News Digest | 16-30 April

Asian Climate Tech Businesses: Making the Right Impact on Climate Change

Several Asian countries, including Japan, the Philippines, India, and Sri Lanka, have borne the brunt of the effects of climate change in recent years. Typhoons, storms, floods, and strong heatwaves have killed people and destroyed property and infrastructure throughout Asia. More Asian countries may soon face the catastrophic repercussions of climate change, particularly if reasonable attempts to counteract it are not made. In Asia, governments and businesses have begun to invest in climate technology in order to mitigate climate change. More than 3,000 climate tech businesses were found globally in 2021, with an estimated investment value of $87.5 billion between 2021 and the second half of 2022. Recognizing the unprecedented needs of the moment, businesses from across Asia are stepping up to support their government’s efforts to develop climate change technology. With many governments taking a stand on climate change, it is projected that more new and current firms will develop or change their business models to embrace climate tech solutions.

Singapore to tighten ‘greenwashing’ audit as climate finance grows

Singapore’s financial regulator is scrutinizing corporations that claim to have implemented climate change mitigation strategies, as the city-state markets itself as Asia’s climate financing center. The Singapore Monetary Authority unveiled a “Finance for Net Zero Action Plan”, which not only lays out broad ideas for establishing the city as a regional hub for eco-focused financing activities but also benchmarks environmental reporting standards to protect against “greenwashing,” which refers to companies giving false information about their efforts toward environmental sustainability. As governments aim to limit global warming, calls for Asian firms to adopt net-zero targets have become louder. Greenwashing, on the other hand, threatens to undermine regional attempts to shift to more environmentally friendly economies. Transition-washing, like greenwashing, refers to businesses who mislead about their commitment to sustainable methods and eco-friendly operations.

Singapore and Hong Kong to become Asia’s centres of sustainable finance

According to the latest Moody’s opinion, finance hubs such as Hong Kong and Singapore are taking moves to become sustainable finance centers in the Asia Pacific area. Singapore is currently the region’s only finance hub with a green taxonomy, green and sustainable finance grant scheme, green bond principles, ESG skills training subsidy, mandatory ESG disclosure requirement, and government sustainable debt issuance. In contrast, Hong Kong has completed all five phases but is still working on a green taxonomy. Meanwhile, other regional hubs with deep domestic capital markets, such as Beijing, Shanghai, Seoul, and Tokyo, will benefit from a large pool of domestic issuers, government policy support, and gradual alignment with international sustainable finance standards. ESG Clarity Asia reported earlier this month that China was in talks with advisory groups and rating agencies to develop a framework for mandated ESG-related disclosures.

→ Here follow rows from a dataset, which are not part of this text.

use serde::{Deserialize, Serialize};

use crate::model::checkin::CheckInStatus;
use crate::model::coordinate::Coordinate;

/// Body of `POST /checkin`.
#[derive(Debug, Clone, PartialEq, Serialize, Deserialize)]
pub struct CheckInRequest {
    #[serde(rename = "userId")]
    pub user_id: String,
    pub coords: Coordinate,
    /// `data:image/jpeg;base64,...` when a photo was captured.
    pub photo: Option<String>,
    pub status: CheckInStatus,
}

/// Error payload returned by the backend on a rejected request.
#[derive(Debug, Clone, Deserialize)]
pub struct ErrorResponse {
    pub error: String,
}

#[cfg(test)]
mod tests {
    use super::*;

    #[test]
    fn checkin_body_shape() {
        let request = CheckInRequest {
            user_id: "u-1".to_string(),
            coords: Coordinate::new(1.5, -2.25),
            photo: None,
            status: CheckInStatus::OutOfZone,
        };
        let json = serde_json::to_value(&request).unwrap();
        assert_eq!(
            json,
            serde_json::json!({
                "userId": "u-1",
                "coords": { "lat": 1.5, "lng": -2.25 },
                "photo": null,
                "status": "out_of_zone"
            })
        );
    }
}
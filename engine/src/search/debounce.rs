use std::cell::Cell;
use std::time::Duration;

use async_trait::async_trait;

/// Platform timer the debouncer sleeps on.
#[async_trait(?Send)]
pub trait Timer {
    async fn sleep(&self, duration: Duration);
}

/// Proof that the debouncer was armed at a given moment. It stays current
/// until the debouncer is armed again or cancelled.
#[derive(Debug, Clone, PartialEq, Eq)]
pub struct DebounceTicket(u64);

/// Cancellable quiet-period timer.
///
/// `arm` starts (or restarts) the period and hands out a ticket; `fire`
/// waits the period out and reports whether that ticket is still the latest
/// one. Arming again or calling `cancel` invalidates every earlier ticket, so
/// only the last caller in a burst goes through.
#[derive(Debug)]
pub struct Debouncer {
    delay: Duration,
    generation: Cell<u64>,
}

impl Debouncer {
    pub fn new(delay: Duration) -> Self {
        Self {
            delay,
            generation: Cell::new(0),
        }
    }

    pub fn delay(&self) -> Duration {
        self.delay
    }

    pub fn arm(&self) -> DebounceTicket {
        let next = self.generation.get().wrapping_add(1);
        self.generation.set(next);
        DebounceTicket(next)
    }

    pub fn cancel(&self) {
        self.arm();
    }

    pub fn is_current(&self, ticket: &DebounceTicket) -> bool {
        self.generation.get() == ticket.0
    }

    /// Sleeps for the configured delay, then returns `true` if `ticket` was
    /// not superseded in the meantime.
    pub async fn fire<T: Timer + ?Sized>(&self, ticket: &DebounceTicket, timer: &T) -> bool {
        timer.sleep(self.delay).await;
        self.is_current(ticket)
    }
}
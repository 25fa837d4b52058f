//! Administrator view for positioning the attendance zone.
//!
//! The center comes from one of three places: the zone already stored on the
//! backend, a place picked from the debounced search, or the device position
//! (used only when nothing else set a center). The radius is a slider.

use yew::platform::spawn_local;
use yew::prelude::*;

use engine::backend::AttendanceBackend;

mod messages;
mod state;
mod update;
mod view;

pub use messages::Msg;
pub use state::ZoneConfigComponent;

impl Component for ZoneConfigComponent {
    type Message = Msg;
    type Properties = ();

    fn create(ctx: &Context<Self>) -> Self {
        let mut component = ZoneConfigComponent::new();

        let backend = component.backend.clone();
        let link = ctx.link().clone();
        spawn_local(async move {
            link.send_message(Msg::ZoneLoaded(backend.load_zone().await));
        });
        // A stored zone loaded later replaces whatever center this picks.
        component.locate(ctx.link().clone());

        component
    }

    fn update(&mut self, ctx: &Context<Self>, msg: Self::Message) -> bool {
        update::update(self, ctx, msg)
    }

    fn view(&self, ctx: &Context<Self>) -> Html {
        view::view(self, ctx)
    }

    fn destroy(&mut self, _ctx: &Context<Self>) {
        self.resolver.cancel();
        self.stop_locating();
    }
}
//! Message handling for the zone editor.

use std::rc::Rc;

use engine::backend::AttendanceBackend;
use engine::search::SearchOutcome;
use engine::Coordinate;
use log::{info, warn};
use yew::platform::spawn_local;
use yew::prelude::*;

use crate::components::toast::show_toast;
use crate::config::engine_config;

use super::messages::Msg;
use super::state::ZoneConfigComponent;

pub fn update(
    component: &mut ZoneConfigComponent,
    ctx: &Context<ZoneConfigComponent>,
    msg: Msg,
) -> bool {
    match msg {
        Msg::ZoneLoaded(Ok(Some(zone))) => {
            component.draft.load(zone);
            true
        }
        Msg::ZoneLoaded(Ok(None)) => false,
        Msg::ZoneLoaded(Err(err)) => {
            warn!("Error loading zone: {err}");
            false
        }
        Msg::PositionFound(result) => {
            component.position_lookup = None;
            let requested = std::mem::take(&mut component.center_on_fix);
            match result {
                Ok(position) if requested => {
                    component.draft.set_center(position);
                    true
                }
                Ok(position) => component.draft.adopt_position(position),
                Err(err) if requested => {
                    warn!("{err}");
                    show_toast(&err.to_string());
                    false
                }
                Err(err) => {
                    info!("device position unavailable for the zone editor: {err}");
                    match engine_config().location.fallback {
                        Some(fallback) => component.draft.adopt_position(fallback),
                        None => false,
                    }
                }
            }
        }
        Msg::UseMyPosition => {
            component.center_on_fix = true;
            // A lookup already under way answers this request too.
            if component.position_lookup.is_none() {
                component.locate(ctx.link().clone());
            }
            false
        }
        Msg::SetRadius(value) => match value.trim().parse::<f64>() {
            Ok(radius) => {
                component.draft.set_radius(radius);
                true
            }
            Err(_) => false,
        },
        Msg::SetLatitude(value) => set_center_field(component, &value, true),
        Msg::SetLongitude(value) => set_center_field(component, &value, false),
        Msg::SearchInput(text) => {
            component.search_text = text.clone();
            let resolver = Rc::clone(&component.resolver);
            let link = ctx.link().clone();
            spawn_local(async move {
                link.send_message(Msg::SearchDone(resolver.query(&text).await));
            });
            true
        }
        Msg::SearchSubmit => {
            let text = component.search_text.clone();
            let resolver = Rc::clone(&component.resolver);
            let link = ctx.link().clone();
            spawn_local(async move {
                link.send_message(Msg::SearchDone(resolver.query_now(&text).await));
            });
            false
        }
        Msg::SearchDone(outcome) => !matches!(outcome, SearchOutcome::Superseded),
        Msg::SelectCandidate(index) => match component.resolver.select(index) {
            Some(candidate) => {
                component.draft.apply_candidate(&candidate);
                component.search_text.clear();
                true
            }
            None => false,
        },
        Msg::Save => {
            if component.saving {
                return false;
            }
            let zone = match component.draft.to_zone() {
                Ok(zone) => zone,
                Err(err) => {
                    show_toast(&err.to_string());
                    return false;
                }
            };
            component.saving = true;
            let backend = component.backend.clone();
            let link = ctx.link().clone();
            spawn_local(async move {
                link.send_message(Msg::Saved(backend.save_zone(&zone).await));
            });
            true
        }
        Msg::Saved(result) => {
            component.saving = false;
            match result {
                Ok(()) => show_toast("Zone updated successfully"),
                Err(err) => {
                    warn!("zone not saved: {err}");
                    show_toast("Failed to update zone");
                }
            }
            true
        }
    }
}

/// Applies one manually typed coordinate. The other half comes from the
/// current center, or 0 when there is none yet.
fn set_center_field(component: &mut ZoneConfigComponent, value: &str, latitude: bool) -> bool {
    let Ok(parsed) = value.trim().parse::<f64>() else {
        return false;
    };
    let current = component.draft.center().unwrap_or(Coordinate::new(0.0, 0.0));
    let candidate = if latitude {
        Coordinate::checked(parsed, current.longitude)
    } else {
        Coordinate::checked(current.latitude, parsed)
    };
    match candidate {
        Some(center) => {
            component.draft.set_center(center);
            true
        }
        None => false,
    }
}
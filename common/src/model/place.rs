use serde::{Deserialize, Serialize};

/// One row of a geocoding search response.
///
/// The geocoding service returns latitude and longitude as decimal strings;
/// they are kept verbatim here and parsed by the search resolver.
#[derive(Debug, Clone, PartialEq, Serialize, Deserialize)]
pub struct GeocodedPlace {
    pub display_name: String,
    pub lat: String,
    pub lon: String,
}
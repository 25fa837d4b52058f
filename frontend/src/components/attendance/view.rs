//! Markup for the check-in view: zone status card, current coordinates and
//! the camera panel, whose content follows the capture phase.

use engine::photo::Phase;
use engine::session::LocationStatus;
use yew::html::Scope;
use yew::prelude::*;

use super::messages::Msg;
use super::state::AttendanceComponent;

pub fn view(component: &AttendanceComponent, ctx: &Context<AttendanceComponent>) -> Html {
    let link = ctx.link();

    html! {
        <div class="attendance-root">
            { build_status_card(component) }
            { build_camera_panel(component, link) }
        </div>
    }
}

fn build_status_card(component: &AttendanceComponent) -> Html {
    let session = &component.session;
    let class = match session.verdict() {
        Some(verdict) if verdict.in_zone => "status-card in-zone",
        Some(_) => "status-card out-of-zone",
        None => "status-card pending",
    };

    html! {
        <div class={class}>
            <h3>{ session.status_line() }</h3>
            {
                match session.position() {
                    Some(position) => html! {
                        <p class="coords">
                            { format!("Lat: {:.5}, Lng: {:.5}", position.latitude, position.longitude) }
                        </p>
                    },
                    None => html! {},
                }
            }
            {
                match session.location_status() {
                    LocationStatus::Unavailable(err) => html! {
                        <p class="location-error">{ err.to_string() }</p>
                    },
                    _ => html! {},
                }
            }
            {
                if session.zone().is_none() {
                    html! { <p class="hint">{ "No attendance zone configured yet" }</p> }
                } else {
                    html! {}
                }
            }
        </div>
    }
}

fn build_camera_panel(component: &AttendanceComponent, link: &Scope<AttendanceComponent>) -> Html {
    let camera = component.session.camera();
    let streaming = camera.phase() == Phase::Streaming;
    let video_style = if streaming {
        "width:100%;max-width:480px;border-radius:8px;"
    } else {
        "display:none;"
    };

    html! {
        <div class="camera-panel">
            // Kept mounted in every phase; the camera adapter looks it up by ref.
            <video
                ref={component.video_ref.clone()}
                autoplay=true
                muted=true
                playsinline=true
                style={video_style}
            />
            {
                match camera.phase() {
                    Phase::Closed => html! {
                        <button class="btn" onclick={link.callback(|_| Msg::OpenCamera)}>
                            { "Open Camera" }
                        </button>
                    },
                    Phase::Opening => html! {
                        <p class="hint">{ "Opening camera..." }</p>
                    },
                    Phase::Streaming => html! {
                        <button class="btn" onclick={link.callback(|_| Msg::Capture)}>
                            { "Capture" }
                        </button>
                    },
                    Phase::Captured => build_preview(component, link),
                }
            }
        </div>
    }
}

fn build_preview(component: &AttendanceComponent, link: &Scope<AttendanceComponent>) -> Html {
    let Some(photo) = component.session.camera().photo() else {
        return html! {};
    };

    html! {
        <div class="photo-preview">
            <img
                src={photo.to_data_url()}
                alt="Captured photo"
                style="width:100%;max-width:480px;border-radius:8px;"
            />
            <div class="actions">
                <button
                    class="btn primary"
                    disabled={component.submitting}
                    onclick={link.callback(|_| Msg::Submit)}
                >
                    { if component.submitting { "Submitting..." } else { "Submit Check-In" } }
                </button>
                <button
                    class="btn"
                    disabled={component.submitting}
                    onclick={link.batch_callback(|_| vec![Msg::Retake, Msg::OpenCamera])}
                >
                    { "Retake" }
                </button>
            </div>
        </div>
    }
}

China, Korea, and Japan lead APAC sustainable issuance, accounting for more than 79% in 2022. Looking ahead, the rating agency anticipates that APAC sustainable debt issuance will continue to deepen in terms of overall debt market penetration as policy and regulatory support supports additional sustainable finance market development in the area.

Thailand’s Extreme Heat Predicted to Continue Into Summer

The scorching weather continues from last week, when Thailand reached 45° C for the first time, according to Maximiliano Herrera, a professional climatologist and weather historian who manages the “Extreme Temperatures Around the World” weather watch. According to experts, Thailand’s present scorching heat will last till the end of summer. High temperatures that have felt like more than 50 degrees Celsius, along with humidity, have prompted local authorities to issue warnings to residents not to go outside. The Thai Meteorological Department issued a warning about rising temperatures across the country. In recent days, Bangkok has seen temperatures of around 37° Celsius on a daily basis, while the humidity has made it feel much higher. April and May, before the rainy season begins, are often the hottest months in Southeast Asia. According to the Bangkok Post, Thailand’s Meteorological Department has stated that the country is nearing the end of the hot season and that summer would conclude by mid-May.